The Entire Story of the Bible is About Jesus :: By Sean Gooding

John 5:46

“For if you believed Moses, you would believe Me; for he wrote about Me.”

Luke 24:44-48

“Then He said to them, ‘These are the words which I spoke to you while I was still with you, that all things must be fulfilled which were written in the Law of Moses and the Prophets and the Psalms concerning Me.’ And He opened their understanding, that they might comprehend the Scriptures. Then He said to them, ‘Thus it is written, and thus it was necessary for the Christ to suffer and to rise from the dead the third day, and that repentance and remission of sins should be preached in His name to all nations, beginning at Jerusalem.’”

Jesus, the same yesterday, today, and tomorrow. One of the cries that we see from many today is that they think that Jesus would teach differently today than He did when He walked the earth. Many would say that Jesus would have ‘learned more’ and that His teaching would be different. Many try to make it look like Jesus and Paul taught differently about things, and that if Paul were to teach today, there would be very different teachings. Nothing could be further from the truth. Jesus did not abolish the law of Moses; He fulfilled it and obeyed it right down to the nth degree.

The entire Bible is about Jesus.

Just this morning in my devotions, I was reading from Matthew about the birth of Jesus, the new King of the Jews, and the Scribes were able to quote Micah 5:2. And then when the children were hunted down and killed by Herod, we are told that this is a fulfillment of another prophecy from Jeremiah 31:15. We can go on and on, but over and over we see that event after event in the life of Jesus is supported by an Old Testament prophecy. There are some 309 prophecies about Him that are fulfilled in the New Testament.
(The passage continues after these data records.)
/// Collect a list of all non-remote layers in the system, from all timelines in all tenants.
///
/// Returns all layers in the order that they should be evicted. The current policy is to
/// first evict layers in global LRU order, but retain at least min_resident_size bytes of
/// data for each tenant. After that, if necessary, we evict the remaining layers, also in
/// global LRU order. A different policy could be implemented by changing the returned order
/// here.
///
/// For each layer, we return its last-activity timestamp, and its "overage" over the
/// tenant's min resident size limit. In other words, 'tenant_resident_size_overage'
/// means: If we evicted this layer, and all the layers of this tenant in the result list
/// before this one, how much would the total size of all the tenant's remaining layers
/// exceed the the tenant's min resident size? Layers that belong to the "reservation",
/// 'tenant_resident_size_overage' is negative.
///
/// For example, imagine that there are two tenants, A and B, with five layers each, a-e.
/// Each layer has size 100, and both tenant's min_resident_size is 150.
/// `collect_eviction_candidates` would return them in this order:
///
/// last_activity_ts    tenant/layer    overage
/// 18:30               A/c        250
/// 19:00               A/b        150
/// 18:29               B/c        250
/// 19:05               B/b        150
/// 20:00               B/a         50
/// 20:03               A/a         50
/// --- min resident size respecting cutoff point  ---
/// 20:30               A/d        -50
/// 20:40               B/d        -50
/// 20:45               B/e       -150
/// 20:58               A/e       -150
///
/// If the task is cancelled by the `cancel` token, returns an empty Vec. The caller
/// should check for `cancel.is_cancelled`.
///
async fn collect_eviction_candidates(
    cancel: &CancellationToken,
) -> anyhow::Result<EvictionCandidates> {
    // get a snapshot of the list of tenants
    let tenants = tenant::mgr::list_tenants()
        .await
        .context("get list of tenants")?;

    let mut above_min_resident_size: Vec<EvictionCandidate> = Vec::new();
    let mut below_min_resident_size: Vec<EvictionCandidate> = Vec::new();

    for (tenant_id, _state) in &tenants {
        if cancel.is_cancelled() {
            return Ok(EvictionCandidates::Cancelled);
        }
        let tenant = match tenant::mgr::get_tenant(*tenant_id, true).await {
            Ok(tenant) => tenant,
            Err(e) => {
                // this can happen if tenant has lifecycle transition after we fetched it
                debug!("failed to get tenant: {e:#}");
                continue;
            }
        };

        // collect layers from all timelines in this tenant
        //
        // If one of the timelines becomes `!is_active()` during the iteration,
        // for example because we're shutting down, then `max_layer_size` can be too small.
        // That's OK. This code only runs under a disk pressure situation, and being
        // a little unfair to tenants during shutdown in such a situation is tolerable.
        let mut tenant_candidates = Vec::new();
        let mut max_layer_size = 0;
        for tl in tenant.list_timelines() {
            if !tl.is_active() {
                continue;
            }
            let info = tl.get_local_layers_for_disk_usage_eviction();
            debug!(timeline_id=%tl.timeline_id, "timeline resident layers count: {}", info.resident_layers.len());
            tenant_candidates.extend(
                info.resident_layers
                    .into_iter()
                    .map(|layer_infos| (tl.clone(), layer_infos)),
            );
            max_layer_size = max_layer_size.max(info.max_layer_size.unwrap_or(0));

            if cancel.is_cancelled() {
                return Ok(EvictionCandidates::Cancelled);
            }
        }

        // `min_resident_size` defaults to maximum layer file size of the tenant.
        // This ensures that each tenant can have at least one layer resident at a given time,
        // ensuring forward progress for a single Timeline::get in that tenant.
        // It's a questionable heuristic since there are many Timeline::get
        // requests going on and multiple layers are needed, and, at least in Neon prod,
        // the median layer file size is much smaller than the compaction target size.
        // We could be better here, e.g., sum of all L0 layers + most recent L1 layer.
        // That's what's typically used by the various background loops.
        //
        // The default can be overriden with a fixed value in the tenant conf.
        // A default override can be put in the default tenant conf in the pageserver.toml.
        let min_resident_size = if let Some(s) = tenant.get_min_resident_size_override() {
            info!(
                "using overridden min resident size {} for tenant {}",
                s,
                tenant.tenant_id()
            );
            s
        } else {
            info!(
                "using max layer size {} for tenant {}",
                max_layer_size,
                tenant.tenant_id()
            );
            max_layer_size
        };

        // Sort layers most-recently-used first
        tenant_candidates
            .sort_unstable_by_key(|(_, layer_info)| std::cmp::Reverse(layer_info.last_activity_ts));

        let mut cumsum: i128 = 0;
        for (timeline, layer_info) in tenant_candidates.into_iter() {
            let file_size = layer_info.file_size();
            let candidate = EvictionCandidate {
                timeline,
                last_activity_ts: layer_info.last_activity_ts,
                layer: layer_info.layer,
            };
            if cumsum > min_resident_size as i128 {
                above_min_resident_size.push(candidate);
            } else {
                below_min_resident_size.push(candidate);
            }
            cumsum += i128::from(file_size);
        }
    }

    // The MinResidentSizePartitionedCandidates struct expects these to be sorted this way
    above_min_resident_size.sort_unstable_by_key(|c| c.last_activity_ts);
    below_min_resident_size.sort_unstable_by_key(|c| c.last_activity_ts);

    Ok(EvictionCandidates::Finished(
        MinResidentSizePartitionedCandidates {
            above: above_min_resident_size,
            below: below_min_resident_size,
        },
    ))
}

struct TimelineKey(Arc<Timeline>);

impl PartialEq for TimelineKey {
    fn eq(&self, other: &Self) -> bool {
        Arc::ptr_eq(&self.0, &other.0)
    }
}

impl Eq for TimelineKey {}

impl std::hash::Hash for TimelineKey {
    fn hash<H: std::hash::Hasher>(&self, state: &mut H) {
        Arc::as_ptr(&self.0).hash(state);
    }
}

impl std::ops::Deref for TimelineKey {
    type Target = Timeline;

    fn deref(&self) -> &Self::Target {
        self.0.as_ref()
    }
}

mod filesystem_level_usage {
    use anyhow::Context;
    use nix::{
        dir::Dir,
        sys::statvfs::{self, Statvfs},
    };
    use sync_wrapper::SyncWrapper;

    use super::DiskUsageEvictionTaskConfig;

    #[derive(Debug, Clone, Copy)]
    #[allow(dead_code)]
    pub struct Usage<'a> {
        config: &'a DiskUsageEvictionTaskConfig,

        /// Filesystem capacity
        total_bytes: u64,
        /// Free filesystem space
        avail_bytes: u64,
    }

    impl super::Usage for Usage<'_> {
        fn has_pressure(&self) -> bool {
            let usage_pct =
                (100.0 * (1.0 - ((self.avail_bytes as f64) / (self.total_bytes as f64)))) as u64;

            let pressures = [
                (
                    "min_avail_bytes",
                    self.avail_bytes < self.config.min_avail_bytes,
                ),
                (
                    "max_usage_pct",
                    usage_pct > self.config.max_usage_pct.get() as u64,
                ),
            ];

            pressures.into_iter().any(|(_, has_pressure)| has_pressure)
        }

        fn add_available_bytes(&mut self, bytes: u64) {
            self.avail_bytes += bytes;
        }
    }

    pub fn get<'a>(
        tenants_dir_fd: &mut SyncWrapper<Dir>,
        config: &'a DiskUsageEvictionTaskConfig,
    ) -> anyhow::Result<Usage<'a>> {
        let stat: Statvfs = statvfs::fstatvfs(tenants_dir_fd.get_mut())
            .context("statvfs failed, presumably directory got unlinked")?;

        // https://unix.stackexchange.com/a/703650
        let blocksize = if stat.fragment_size() > 0 {
            stat.fragment_size()
        } else {
            stat.block_size()
        };

        // use blocks_available (b_avail) since, pageserver runs as unprivileged user
        let avail_bytes = stat.blocks_available() * blocksize;
        let total_bytes = stat.blocks() * blocksize;

        Ok(Usage {
            config,
            total_bytes,
            avail_bytes,
        })
    }
}
//! Optional byte-transform pipeline applied between the remote stream and the
//! local file (spec.md §9 "External process pipeline for transforms"): a
//! `transform_cmd` is spawned as a subprocess, fed the raw remote bytes on
//! stdin, and its stdout is what gets written to the local cache file.
//! `transform_cmd` is tokenized shell-like (quoting honored) and run directly,
//! with no shell involved (spec.md §4.4 step 1).

use std::process::Stdio;

use bytes::Bytes;
use tokio::io::{AsyncReadExt, AsyncWriteExt};
use tokio::process::{Child, Command};
use tokio_stream::{Stream, StreamExt};
use tokio_util::sync::CancellationToken;

use crate::error::{Error, Result};

/// A transform stage sits between the raw remote byte stream and the writer
/// that lands bytes on local disk.
#[allow(async_fn_in_trait)]
pub trait TransformStage: Send + Sync + 'static {
    /// Consumes `input`, returning a stream of the transformed bytes.
    async fn apply(
        &self,
        input: Box<dyn Stream<Item = Result<Bytes>> + Send + Unpin>,
        cancel: CancellationToken,
    ) -> Result<Box<dyn Stream<Item = Result<Bytes>> + Send + Unpin>>;
}

/// The identity transform, used when a managed file carries no `transform_cmd`.
pub struct NoTransform;

impl TransformStage for NoTransform {
    async fn apply(
        &self,
        input: Box<dyn Stream<Item = Result<Bytes>> + Send + Unpin>,
        _cancel: CancellationToken,
    ) -> Result<Box<dyn Stream<Item = Result<Bytes>> + Send + Unpin>> {
        Ok(input)
    }
}

/// Pipes the byte stream through an external process's stdin/stdout.
pub struct ProcessTransform {
    command_line: String,
}

impl ProcessTransform {
    pub fn new(command_line: impl Into<String>) -> Self {
        Self {
            command_line: command_line.into(),
        }
    }

    fn spawn(&self) -> std::io::Result<Child> {
        let argv = shell_words::split(&self.command_line).map_err(|e| {
            std::io::Error::new(
                std::io::ErrorKind::InvalidInput,
                format!("invalid transform command line: {e}"),
            )
        })?;
        let Some((program, args)) = argv.split_first() else {
            return Err(std::io::Error::new(
                std::io::ErrorKind::InvalidInput,
                "transform command line is empty",
            ));
        };
        Command::new(program)
            .args(args)
            .stdin(Stdio::piped())
            .stdout(Stdio::piped())
            .stderr(Stdio::piped())
            .kill_on_drop(true)
            .spawn()
    }
}

impl TransformStage for ProcessTransform {
    async fn apply(
        &self,
        mut input: Box<dyn Stream<Item = Result<Bytes>> + Send + Unpin>,
        cancel: CancellationToken,
    ) -> Result<Box<dyn Stream<Item = Result<Bytes>> + Send + Unpin>> {
        let mut child = self
            .spawn()
            .map_err(|e| Error::RequestFailed(format!("failed to spawn transform: {e}")))?;

        let mut stdin = child
            .stdin
            .take()
            .ok_or_else(|| Error::RequestFailed("transform stdin unavailable".to_string()))?;
        let mut stdout = child
            .stdout
            .take()
            .ok_or_else(|| Error::RequestFailed("transform stdout unavailable".to_string()))?;

        // Forwarder: pumps the remote stream into the subprocess's stdin.
        let forward_cancel = cancel.clone();
        let forwarder = tokio::spawn(async move {
            loop {
                tokio::select! {
                    biased;
                    _ = forward_cancel.cancelled() => break,
                    chunk = input.next() => {
                        match chunk {
                            Some(Ok(bytes)) => {
                                if stdin.write_all(&bytes).await.is_err() {
                                    break;
                                }
                            }
                            Some(Err(_)) | None => break,
                        }
                    }
                }
            }
            let _ = stdin.shutdown().await;
            drop(stdin);
        });

        // Acceptor: reads the subprocess's stdout into fixed-size chunks and
        // re-exposes them as a Bytes stream.
        let accept_cancel = cancel.clone();
        let output_stream = async_stream::stream! {
            let mut buf = vec![0u8; 64 * 1024];
            loop {
                tokio::select! {
                    biased;
                    _ = accept_cancel.cancelled() => {
                        yield Err(Error::RequestFailed("cancelled".to_string()));
                        break;
                    }
                    read = stdout.read(&mut buf) => {
                        match read {
                            Ok(0) => break,
                            Ok(n) => yield Ok(Bytes::copy_from_slice(&buf[..n])),
                            Err(e) => {
                                yield Err(Error::RequestFailed(format!("transform stdout read failed: {e}")));
                                break;
                            }
                        }
                    }
                }
            }
            let _ = forwarder.await;
            match child.wait().await {
                Ok(status) if !status.success() => {
                    yield Err(Error::RequestFailed(format!("transform exited with {status}")));
                }
                Err(e) => {
                    yield Err(Error::RequestFailed(format!("transform wait failed: {e}")));
                }
                _ => {}
            }
        };

        Ok(Box::new(Box::pin(output_stream)))
    }
}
So, over the next little while, we will explore the person of Jesus in the Old Testament and show Him and the real, present face of God and the Person of God. It can be difficult for people to see Him at times, and I will endeavor to be as clear as possible so as not to cause more confusion, but to cast a light and show Him more clearly.

We begin right at Creation; we are told in John 1:1-2, “In the beginning was the Word, and the Word was with God, and the Word was God. He was in the beginning with God. All things were made through Him, and without Him nothing was made that was made.”
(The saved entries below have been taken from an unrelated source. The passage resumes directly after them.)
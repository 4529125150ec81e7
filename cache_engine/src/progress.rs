//! Per-file progress record exposed to callers of the prepare/estimate API
//! (spec.md §6.5).

use std::time::Duration;

use camino::Utf8PathBuf;

use cache_fs::FileSystemDescriptor;

#[derive(Debug, Clone, Copy, PartialEq, Eq)]
pub enum ProgressStatus {
    NotRun,
    CompletedOk,
    MissedRemotely,
    RemoteUnreachable,
    LocalFailure,
    GeneralFailure,
    InconsistentData,
}

#[derive(Debug, Clone)]
pub struct FileProgress {
    pub local_bytes: u64,
    pub estimated_bytes: u64,
    pub local_path: Utf8PathBuf,
    pub remote_path: String,
    pub descriptor: FileSystemDescriptor,
    pub process_time: Duration,
    pub status: ProgressStatus,
    pub error: bool,
    pub error_descr: String,
}

impl FileProgress {
    pub fn not_run(
        local_path: Utf8PathBuf,
        remote_path: String,
        descriptor: FileSystemDescriptor,
        estimated_bytes: u64,
    ) -> Self {
        Self {
            local_bytes: 0,
            estimated_bytes,
            local_path,
            remote_path,
            descriptor,
            process_time: Duration::ZERO,
            status: ProgressStatus::NotRun,
            error: false,
            error_descr: String::new(),
        }
    }

    /// spec.md §6.5 "Ready predicate".
    pub fn ready(&self) -> bool {
        self.local_bytes == self.estimated_bytes
            && self.status == ProgressStatus::CompletedOk
            && !self.error
    }

    pub(crate) fn fail(&mut self, status: ProgressStatus, descr: impl Into<String>) {
        self.status = status;
        self.error = true;
        self.error_descr = descr.into();
    }

    pub(crate) fn succeed(&mut self, local_bytes: u64, elapsed: Duration) {
        self.local_bytes = local_bytes;
        self.process_time = elapsed;
        self.status = ProgressStatus::CompletedOk;
        self.error = false;
        self.error_descr.clear();
    }
}

impl From<&crate::error::Error> for ProgressStatus {
    fn from(e: &crate::error::Error) -> Self {
        use crate::error::Error;
        match e {
            Error::ObjectDoesNotExist(_) => ProgressStatus::MissedRemotely,
            Error::RemoteUnreachable(_) | Error::RemoteConnectionFailed(_) => {
                ProgressStatus::RemoteUnreachable
            }
            Error::LocalFileOpFailure(_) => ProgressStatus::LocalFailure,
            Error::InconsistentData => ProgressStatus::InconsistentData,
            _ => ProgressStatus::GeneralFailure,
        }
    }
}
Jesus, we are told, was right there at the Creation. Look at the last phrase, nothing was made without Him. This is an interesting irony, as we explore the verses in Genesis 1:26-27, where Man is made. Here are the verses: “Then God said, ‘Let Us make man in Our image, according to Our likeness; let them have dominion over the fish of the sea, over the birds of the air, and over the cattle, over all the earth and over every creeping thing that creeps on the earth.’ So God created man in His own image; in the image of God He created him; male and female He created them.”

I had never thought of it until one of my Preacher brothers mentioned this, but Jesus made Adam in His image; we understand that to mean that Man is a triune being at the existence level: mind, body, and soul. But let us even look at the mechanics: two hands, two feet, legs, shoulders, muscle structure, ligaments, and the like; how our bodies work, the need to eat, drink, sweat, and all the ways that our bodies work, we are made in the image of Jesus. Thus, this body design existed before us, in Jesus.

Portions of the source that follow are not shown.